Bitcoin is The Political because it has the real possibility of creating radical change to our respective political systems through our personal choice to use and hodl bitcoin as our main form of wealth. It is political because it can change the entire affair of politics through the personal decision that is bitcoin upending the entire criminal ponzi that we call politics. Bitcoin is democracy taken to its most extreme place and in the most serious way possible by going beyond politics and into The Political itself. This is not because Bitcoin is another tool of politics to be contorted and mutilated to serve one ruler, or another, as all prior tools have been used; but because it unilaterally and unapologetically ends the need for there to be any masters to rule on the commonality that is our wealth. In our world, within an advanced global digital economy where our shared idea of “what is money” is greater than our shared idea of who is the correct god. Bitcoin has the power to reactivate The Political and vanquish politics forever. We know that God is Dead, and he has been dead for a long while now — long enough that we can understand that he is not coming to save us. In fact, it has been long enough that we now know it is we who need to save him.

We must rescue God from the nihilistic abyss he has been sacrificed into because to rescue God is to save value itself.

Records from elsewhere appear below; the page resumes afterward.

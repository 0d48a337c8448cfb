//! `search` command: builds one request per resource kind, runs them
//! concurrently and writes one CSV per kind.

use std::collections::BTreeMap;
use std::path::{Path, PathBuf};

use anyhow::Context;
use clap::Args;
use topfind_core::{
    load_taxonomy, AppConfig, ConfigStore, FilterSpec, ResourceKind, SearchConfig, Taxonomy,
};
use topfind_pipeline::{
    expand, run_searches, PipelineError, SearchJob, SearchOptions, SearchReport, SearchRequest,
};
use topfind_scraper::{build_adapters, CancelFlag, CollectOptions, SearchContext};

/// Inputs shared by `search` and `config save`.
#[derive(Debug, Clone, Default, Args)]
pub struct SearchInputs {
    /// Base search term; repeat for each term
    #[arg(long = "query", short = 'q')]
    pub queries: Vec<String>,
    /// Comma-separated synonyms for the query at the same position
    #[arg(long = "synonyms")]
    pub synonyms: Vec<String>,
    /// JSON file of filters keyed by resource kind
    #[arg(long)]
    pub filters: Option<PathBuf>,
    /// YAML or JSON taxonomy file
    #[arg(long)]
    pub taxonomy: Option<PathBuf>,
    /// Comma-separated export fields (default: all)
    #[arg(long, value_delimiter = ',')]
    pub fields: Vec<String>,
    /// ISO 639-1 language code
    #[arg(long)]
    pub lang: Option<String>,
    /// ISO 3166-1 country code
    #[arg(long)]
    pub country: Option<String>,
}

impl SearchInputs {
    /// One list per `--synonyms` flag, split on commas.
    pub fn synonym_lists(&self) -> Vec<Vec<String>> {
        self.synonyms
            .iter()
            .map(|list| {
                list.split(',')
                    .map(str::trim)
                    .filter(|s| !s.is_empty())
                    .map(str::to_string)
                    .collect()
            })
            .collect()
    }

    pub fn load_taxonomy(&self) -> anyhow::Result<Option<Taxonomy>> {
        self.taxonomy
            .as_deref()
            .map(|path| {
                load_taxonomy(path)
                    .with_context(|| format!("failed to load taxonomy {}", path.display()))
            })
            .transpose()
    }

    pub fn load_filters(&self) -> anyhow::Result<BTreeMap<ResourceKind, FilterSpec>> {
        match &self.filters {
            Some(path) => read_filter_file(path),
            None => Ok(BTreeMap::new()),
        }
    }
}

/// Reads `{"apps": {...}, "videos": {...}}`. Kinds left out run their
/// default chain.
pub fn read_filter_file(path: &Path) -> anyhow::Result<BTreeMap<ResourceKind, FilterSpec>> {
    let content = std::fs::read_to_string(path)
        .with_context(|| format!("failed to read filters {}", path.display()))?;
    let raw: BTreeMap<String, FilterSpec> = serde_json::from_str(&content)
        .with_context(|| format!("filters {} must map resource kinds to objects", path.display()))?;
    raw.into_iter()
        .map(|(kind, spec)| {
            let kind = kind.parse::<ResourceKind>().map_err(anyhow::Error::msg)?;
            Ok((kind, spec))
        })
        .collect()
}

#[derive(Debug, Args)]
pub struct SearchArgs {
    /// Resource kinds to search (apps, videos, podcasts, news); repeat or comma-separate
    #[arg(long = "kind", short = 'k', value_delimiter = ',', required = true)]
    pub kinds: Vec<ResourceKind>,
    #[command(flatten)]
    pub inputs: SearchInputs,
    /// Load a saved configuration of this name for each kind
    #[arg(long)]
    pub config: Option<String>,
    /// Output directory (default: `TOPFIND_OUTPUT_DIR`)
    #[arg(long)]
    pub out: Option<PathBuf>,
    /// Also write a per-filter audit CSV
    #[arg(long)]
    pub audit: bool,
    /// Validate and print the expanded queries without searching
    #[arg(long)]
    pub dry_run: bool,
}

/// Applies a saved configuration to a fresh request.
pub fn request_from_saved(kind: ResourceKind, saved: &SearchConfig) -> SearchRequest {
    let mut request = SearchRequest::new(kind, saved.queries.clone());
    request.synonyms.clone_from(&saved.queries_synonyms);
    request.filters = (!saved.filter_values.is_empty()).then(|| saved.filter_values.clone());
    request.fields.clone_from(&saved.metadata);
    request.taxonomy = saved.taxonomy.clone();
    request.lang.clone_from(&saved.lang);
    request.country.clone_from(&saved.country);
    request
}

/// Builds one request per requested kind. Command-line inputs override a
/// saved configuration field by field.
pub fn build_requests(
    args: &SearchArgs,
    config: &AppConfig,
    store: &ConfigStore,
) -> anyhow::Result<Vec<SearchRequest>> {
    let inputs = &args.inputs;
    let taxonomy = inputs.load_taxonomy()?;
    let mut filters = inputs.load_filters()?;

    let mut requests = Vec::with_capacity(args.kinds.len());
    for &kind in &args.kinds {
        let mut request = match &args.config {
            Some(name) => {
                let saved = store
                    .load(kind, name)?
                    .with_context(|| format!("no saved {kind} configuration named '{name}'"))?;
                request_from_saved(kind, &saved)
            }
            None => {
                let mut request = SearchRequest::new(kind, Vec::new());
                request.lang.clone_from(&config.default_lang);
                request.country.clone_from(&config.default_country);
                request
            }
        };

        if !inputs.queries.is_empty() {
            request.queries.clone_from(&inputs.queries);
            request.synonyms = inputs.synonym_lists();
        }
        if let Some(spec) = filters.remove(&kind) {
            request.filters = Some(spec);
        }
        if !inputs.fields.is_empty() {
            request.fields.clone_from(&inputs.fields);
        }
        if let Some(taxonomy) = &taxonomy {
            request.taxonomy = taxonomy.clone();
        }
        if let Some(lang) = &inputs.lang {
            request.lang = lang.trim().to_ascii_lowercase();
        }
        if let Some(country) = &inputs.country {
            request.country = country.trim().to_ascii_lowercase();
        }
        request.audit = args.audit;

        if request.queries.is_empty() {
            anyhow::bail!("no queries for {kind}: pass --query or --config");
        }
        requests.push(request);
    }

    if let Some(kind) = filters.keys().next() {
        anyhow::bail!("filters given for {kind}, which is not being searched");
    }
    Ok(requests)
}

pub async fn run(config: &AppConfig, args: SearchArgs) -> anyhow::Result<()> {
    let store = ConfigStore::new(&config.configs_dir);
    let requests = build_requests(&args, config, &store)?;
    for request in &requests {
        request
            .validate()
            .with_context(|| format!("invalid {} search", request.kind))?;
    }

    if args.dry_run {
        for request in &requests {
            print_plan(request);
        }
        return Ok(());
    }

    let cancel = CancelFlag::new();
    let on_interrupt = cancel.clone();
    tokio::spawn(async move {
        if tokio::signal::ctrl_c().await.is_ok() {
            tracing::warn!("interrupted, finishing queries already in flight");
            on_interrupt.cancel();
        }
    });

    let options = SearchOptions {
        collect: CollectOptions {
            max_concurrent_parses: config.max_concurrent_enrichments.max(1),
            cancel,
        },
        ..SearchOptions::default()
    };

    let mut jobs = Vec::with_capacity(requests.len());
    for request in requests {
        let context = SearchContext::new(&request.lang, &request.country);
        let adapters = build_adapters(request.kind, config, &context)?;
        if adapters.is_empty() {
            tracing::warn!(kind = %request.kind, "no provider configured, results will be empty");
        }
        jobs.push(SearchJob { request, adapters });
    }

    let out_dir = args.out.unwrap_or_else(|| config.output_dir.clone());
    let results = run_searches(&jobs, &options).await;

    write_reports(&jobs, results, &out_dir)
}

/// Prints and exports every finished search. A failed search or export is
/// logged and the remaining kinds still get written.
pub fn write_reports(
    jobs: &[SearchJob],
    results: Vec<Result<SearchReport, PipelineError>>,
    out_dir: &Path,
) -> anyhow::Result<()> {
    let mut failed = Vec::new();
    for (job, result) in jobs.iter().zip(results) {
        let kind = job.request.kind;
        let report = match result {
            Ok(report) => report,
            Err(e) => {
                tracing::error!(kind = %kind, error = %e, "search failed");
                failed.push(format!("{kind}: search failed"));
                continue;
            }
        };
        print_report(&report);
        match report.export(out_dir, &job.request.fields) {
            Ok(paths) => {
                for path in paths {
                    println!("  wrote {}", path.display());
                }
            }
            Err(e) => {
                tracing::error!(kind = %kind, error = %e, "export failed");
                failed.push(format!("{kind}: export failed"));
            }
        }
    }

    failure_summary(&failed, jobs.len())
}

/// One error naming every kind that failed to search or export.
fn failure_summary(failed: &[String], total: usize) -> anyhow::Result<()> {
    if failed.is_empty() {
        return Ok(());
    }
    anyhow::bail!(
        "{} of {total} searches did not complete ({})",
        failed.len(),
        failed.join(", ")
    )
}

fn print_plan(request: &SearchRequest) {
    let queries = expand(&request.queries, &request.synonyms);
    println!(
        "dry-run: {} ({}/{}) would run {} queries:",
        request.kind,
        request.lang,
        request.country,
        queries.len()
    );
    for query in &queries {
        println!("  {query}");
    }
    let filters = request.effective_filters();
    if filters.is_empty() {
        println!("  no filters");
    }
    for (name, value) in filters.iter() {
        println!("  filter {name} = {value}");
    }
}

fn print_report(report: &SearchReport) {
    println!("{}: {} results", report.kind, report.table.len());
    for provider in &report.providers {
        println!(
            "  {}: {} queries ({} failed), {} parsed, {} dropped, {} degraded{}{}",
            provider.provider,
            provider.queries_attempted,
            provider.queries_failed,
            provider.parsed,
            provider.dropped,
            provider.degraded,
            if provider.quota_exhausted { ", quota exhausted" } else { "" },
            if provider.cancelled { ", cancelled" } else { "" },
        );
    }
    for stage in &report.stages {
        println!("  {:<13} {}", stage.stage, stage.rows);
    }
    for step in &report.filter_steps {
        println!(
            "  filter {}={}: {} -> {}",
            step.name, step.value, step.before, step.after
        );
    }
}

In a valueless age, the age of nihilism, recovering a value that cannot be corrupted or contorted by politics is to reactivate that which is the most powerful, the most austere, the most political. To fix the money is to fix the world, and not because money is the root of all evil, but because the misunderstanding of what money is is the root of evil. Evil in the deepest sense of the word; it cannot think but only be — it is us who must do the thinking. And if we are to think of money as we understand it today, as fiat money, then money is nothing more than an authoritarian decree. This decree that creates money “ex nihilo” is a fundamental error in the truth and magnanimity inside the idea of wealth. It is a decree of the stake of authority over the truth of work and the meaning that it gives to value. But in a world where we have recovered the meaning of value and wealth once again, we also understand the truth of real risk and work that must go into building wealth. There is no declaration that can create value — only destroy it through the most guileful and deceitful obfuscations of what the truth is. It is this same obfuscation of the nature of value itself that has corrupted our forms of politics.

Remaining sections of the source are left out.